Founded in the early Sixties by refugees from other Tacoma groups, the Sonics were newcomers to a fiercely competitive Northwest scene already ruled by more technically accomplished bands like the Wailers (not the Jamaican group) and Paul Revere and the Raiders. “There was no decision to play more aggressively than the other guys,” Parypa says of the Sonics’ first rehearsals and shows. “A lot of it was lack of ability. We couldn’t play with technique. So we pounded on everything instead.”
Roslie, 63 (he spells his first name with a J, not the G in most sources), cites Little Richard as a key vocal inspiration: “I liked his power — and he made it look so easy. But another thing was the equipment we had was so poor. Half the time, you’d be singing on a microphone you got from your parents’ tape recorder, plugged into the guitar player’s amplifier. It made me sing louder, because most of the time people couldn’t hear you.”
“The Witch,” a Number Two hit in Seattle, established the Sonics as regional heroes, and they were soon making a thousand dollars a night in Northwest clubs, huge bread for the day. But the band’s singles, issued on local labels, never charted in Billboard, and the good gig pay kept the Sonics close to home. “We were immature and un-business-like,” Parypa admits. “Our immediate goal was, how many women can we pick up tonight? We’d put our instruments in the van after a show, and not get them out again until we had to play someplace else. If we had a recording session, sometimes we didn’t write the material until we were in the studio.”
Roslie looks back at the outrageous-for-their-time songs he wrote for the Sonics — “Psycho,” “He’s Waiting” (“He” being Satan) and “Strychnine” (“Some folks like water/Some folks like wine/But I like the taste/Of straight Strychnine”) — as the kind of fun you were supposed to have in rock & roll. “It was just me being over the top,” he says. “I loved people like Jerry Lee Lewis, who got so crazy they almost forgot they were doing it, because they put their whole soul into it.”
But the intensity took its toll. The Sonics broke up in ’67, Roslie claims, over “crazy stuff.” Parypa simply says, “We were tired.” After a 1972 reunion show in Seattle, the group resisted all calls and temptations to get back together for thirty-five years. Roslie worked as a roofer and ran an asphalt paving business. Then, five years ago, he had a heart transplant and subsequently lost parts of both kidneys.
Parypa says Roslie’s voice is still a thing of wonder: “It’s bluesy and intense. He’s doing some wild things I’ve never heard him do before.” And Parypa believes the Sonics are playing again in part because of Roslie’s close brush with mortality. “I think his medical problems shocked him into doing this. We would tell him, ‘This was an important part of our lives. Why wouldn’t you want to recapture that?’ He finally agreed.”

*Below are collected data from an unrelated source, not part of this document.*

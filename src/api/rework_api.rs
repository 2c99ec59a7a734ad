// ==========================================
// 车队维修返工分析系统 - 返工分析 API
// ==========================================
// 职责: 校验请求 → 取数 → 分类 → 聚合/汇总/指标 → 结果信封
// 架构: API 层 → Repository（取数） + Engine（纯计算）
// ==========================================

use std::collections::BTreeMap;
use std::sync::Arc;

use chrono::{Duration, NaiveDate};
use tracing::{info, instrument, warn};
use uuid::Uuid;

use crate::api::dto::{group_table_records, Record, Report, ReworkAnalysis, ReworkAnalysisRequest};
use crate::api::error::{ApiError, ApiResult};
use crate::api::validator::{validate_date_range, validate_dimensions, validate_min_gap_days};
use crate::config::{AnalysisConfig, ConfigManager};
use crate::domain::statistics::{AggregateRow, GroupKey, GroupStatistics};
use crate::domain::types::{Dimension, MinGapDays};
use crate::domain::work_order::{ClassifiedOrder, WorkOrder};
use crate::engine::indicators::{
    correction_indicators, cumulative_days_to_correct, mechanic_summary, parts_by_month,
    rank_groups_by_rework, slowest_corrections, top_vehicles_by_days_to_correct,
};
use crate::engine::rework_classifier::{ClassificationResult, ReworkClassifier};
use crate::engine::rework_statistics::{
    aggregate, count_roles, general_rollup, model_rollup, monthly_general_rollup,
    statistics_by_service,
};
use crate::perf::PerfGuard;
use crate::repository::filter::{DateRange, PartsFilter, Selection, WorkOrderFilter};
use crate::repository::{PartsRepository, WorkOrderRepository};

/// "Geral" 汇总跨越的维度: 每辆车一个百分比
const GENERAL_ACROSS: [Dimension; 1] = [Dimension::Vehicle];

/// 末尾观察窗口的截止日期: date_to - (阈值 + 1) 天
///
/// 阈值过大时截止到 `NaiveDate::MIN`, 即没有可统计的工单
pub fn settled_through(date_to: NaiveDate, min_gap_days: MinGapDays) -> NaiveDate {
    min_gap_days
        .days()
        .checked_add(1)
        .and_then(Duration::try_days)
        .and_then(|window| date_to.checked_sub_signed(window))
        .unwrap_or(NaiveDate::MIN)
}

/// 是否已观察满一个阈值周期; 结单时间缺失的工单无法判断, 保留
fn is_settled(row: &ClassifiedOrder, settled_window: Option<&DateRange>) -> bool {
    match row.order.close_time {
        None => true,
        Some(closed) => settled_window.map_or(false, |w| w.contains(closed.date())),
    }
}

// ==========================================
// ReworkApi - 返工分析 API
// ==========================================
pub struct ReworkApi {
    work_order_repo: Arc<WorkOrderRepository>,
    parts_repo: Arc<PartsRepository>,
    config_manager: Arc<ConfigManager>,
}

impl ReworkApi {
    pub fn new(
        work_order_repo: Arc<WorkOrderRepository>,
        parts_repo: Arc<PartsRepository>,
        config_manager: Arc<ConfigManager>,
    ) -> Self {
        Self {
            work_order_repo,
            parts_repo,
            config_manager,
        }
    }

    /// 当前生效的分析参数
    pub fn analysis_config(&self) -> ApiResult<AnalysisConfig> {
        self.config_manager
            .load_analysis_config()
            .map_err(|e| ApiError::DataAccess(format!("读取分析配置失败: {}", e)))
    }

    // ==========================================
    // 完整分析
    // ==========================================

    /// 返工分析（驾驶舱主查询）
    ///
    /// # 返回
    /// - Ok(Report::NoData): 区间内无可统计工单
    /// - Ok(Report::Ready): 分类明细 + 统计 + 指标
    /// - Err(ApiError::InvalidInput): 日期/阈值/维度非法
    /// - Err(ApiError::DataAccess): 取数失败
    #[instrument(skip(self, request), fields(run_id))]
    pub fn analyze(&self, request: &ReworkAnalysisRequest) -> ApiResult<Report<ReworkAnalysis>> {
        let _perf = PerfGuard::new("rework_api.analyze");
        let run_id = Uuid::new_v4().to_string();
        tracing::Span::current().record("run_id", run_id.as_str());

        // 1. 参数校验
        let date_range = validate_date_range(&request.date_from, &request.date_to)?;
        let min_gap_days = validate_min_gap_days(request.min_gap_days)?;
        let group_by = validate_dimensions(&request.group_by)?;
        let config = self.analysis_config()?;
        let top_n = request.top_n.filter(|n| *n > 0).unwrap_or(config.top_n);

        info!(
            date_from = %date_range.from,
            date_to = %date_range.to,
            min_gap_days = min_gap_days.days(),
            "开始返工分析"
        );

        // 2. 取数
        let filter = WorkOrderFilter {
            date_range,
            workshops: Selection::from_values(&request.workshops),
            sections: Selection::from_values(&request.sections),
            services: Selection::from_values(&request.services),
            vehicles: Selection::from_values(&request.vehicles),
        };
        let orders = self.work_order_repo.fetch_work_orders(&filter)?;
        let fetched_count = orders.len();
        if orders.is_empty() {
            info!("区间内无工单");
            return Ok(Report::NoData);
        }

        // 3. 分类（全部取出的工单参与, 保证末尾工单的前驱关系完整）
        let classification = ReworkClassifier::new(min_gap_days).classify(&orders);
        let excluded_count = classification.excluded_count;

        // 4. 末尾观察窗口
        let cutoff = if config.exclude_unsettled_tail {
            settled_through(date_range.to, min_gap_days)
        } else {
            date_range.to
        };
        let settled_window = DateRange::new(date_range.from, cutoff);
        let (settled, unsettled): (Vec<ClassifiedOrder>, Vec<ClassifiedOrder>) = classification
            .classified
            .into_iter()
            .partition(|row| is_settled(row, settled_window.as_ref()));
        let unsettled_count = unsettled.len();

        if settled_window.is_none() {
            warn!(%cutoff, "日期区间短于观察窗口, 没有可统计的工单");
        }
        if settled.is_empty() {
            info!(excluded_count, unsettled_count, "无可统计工单");
            return Ok(Report::NoData);
        }

        // 5. 统计与指标
        let parts = self.parts_repo.fetch_parts(&PartsFilter {
            date_range,
            equipment: filter.vehicles.clone(),
        })?;

        let summary = GroupStatistics::from_counts(None, count_roles(settled.iter()));
        let by_service = statistics_by_service(&settled);
        let general = general_rollup(&settled, &GENERAL_ACROSS)?;
        let general_by_month =
            group_table_records(&[Dimension::Month], &monthly_general_rollup(&settled))?;
        let by_model = group_table_records(&[Dimension::Model], &model_rollup(&settled))?;
        let table = aggregate(&settled, &group_by);
        let groups = group_table_records(&group_by, &table)?;
        let top_groups = rank_groups_by_rework(&table, top_n);

        let analysis = ReworkAnalysis {
            run_id,
            min_gap_days,
            date_range,
            settled_through: cutoff,
            fetched_count,
            excluded_count,
            unsettled_count,
            indicators: correction_indicators(&settled),
            cumulative_days_to_correct: cumulative_days_to_correct(&settled),
            top_vehicles: top_vehicles_by_days_to_correct(&settled, top_n),
            slowest_corrections: slowest_corrections(&settled, top_n),
            mechanics: mechanic_summary(&settled),
            parts_by_month: parts_by_month(&parts),
            summary,
            by_service,
            general,
            general_by_month,
            by_model,
            groups,
            top_groups,
            orders: settled,
        };

        info!(
            run_id = %analysis.run_id,
            total = analysis.summary.total_orders,
            rework = analysis.summary.rework_count,
            excluded_count,
            unsettled_count,
            "返工分析完成"
        );
        Ok(Report::Ready(analysis))
    }

    // ==========================================
    // 调用方已取数的入口
    // ==========================================

    /// 对已取出的工单做分类
    pub fn classify_orders(
        &self,
        orders: &[WorkOrder],
        min_gap_days: Option<i64>,
    ) -> ApiResult<Report<ClassificationResult>> {
        let min_gap_days = validate_min_gap_days(min_gap_days)?;
        let result = ReworkClassifier::new(min_gap_days).classify(orders);
        if result.is_empty() {
            Ok(Report::NoData)
        } else {
            Ok(Report::Ready(result))
        }
    }

    /// 按属性名对分类结果做分组聚合, 返回扁平记录
    pub fn group_table(
        &self,
        classified: &[ClassifiedOrder],
        group_by: &[String],
    ) -> ApiResult<Report<Vec<Record>>> {
        let dims = validate_dimensions(group_by)?;
        let table: BTreeMap<GroupKey, AggregateRow> = aggregate(classified, &dims);
        if table.is_empty() {
            return Ok(Report::NoData);
        }
        Ok(Report::Ready(group_table_records(&dims, &table)?))
    }

    // ==========================================
    // 下拉选项
    // ==========================================

    /// 服务描述目录
    pub fn list_services(&self) -> ApiResult<Vec<String>> {
        Ok(self.work_order_repo.service_catalog()?)
    }

    /// 车辆列表
    pub fn list_vehicles(&self) -> ApiResult<Vec<String>> {
        Ok(self.work_order_repo.list_vehicles()?)
    }

    /// 修正界面多选（"全部" 与具体项互斥）
    pub fn repair_selection(&self, list: &[String]) -> Vec<String> {
        Selection::repair_ui_list(list)
    }

    /// 日期区间（供界面预校验）
    pub fn parse_date_range(&self, date_from: &str, date_to: &str) -> ApiResult<DateRange> {
        validate_date_range(date_from, date_to)
    }
}

#[cfg(test)]
mod tests {
    use super::*;

    #[test]
    fn test_settled_through() {
        let to = NaiveDate::from_ymd_opt(2024, 3, 31).unwrap();
        let days = MinGapDays::new(10).unwrap();
        assert_eq!(
            settled_through(to, days),
            NaiveDate::from_ymd_opt(2024, 3, 20).unwrap()
        );
    }

    #[test]
    fn test_settled_through_saturates() {
        let to = NaiveDate::from_ymd_opt(2024, 1, 31).unwrap();
        for days in [1_000_000_000, i64::MAX] {
            let cutoff = settled_through(to, MinGapDays::new(days).unwrap());
            assert_eq!(cutoff, NaiveDate::MIN);
        }
    }
}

Roslie and Parypa have no plans for Sonics shows beyond Cavestomp — yet. But Parypa says the old frenzy came back fast in rehearsals, especially after the new guys understood what was required. “At first, Don wasn’t sure what to do on the bass,” Parypa explains. “He said he didn’t want to step on anyone’s shoes. I said, ‘Step on all the shoes you can.”
“If you come to these shows expecting top musicianship, you’re in the wrong place,” Parypa warns. “But if we can blow your face off, that will be cool.”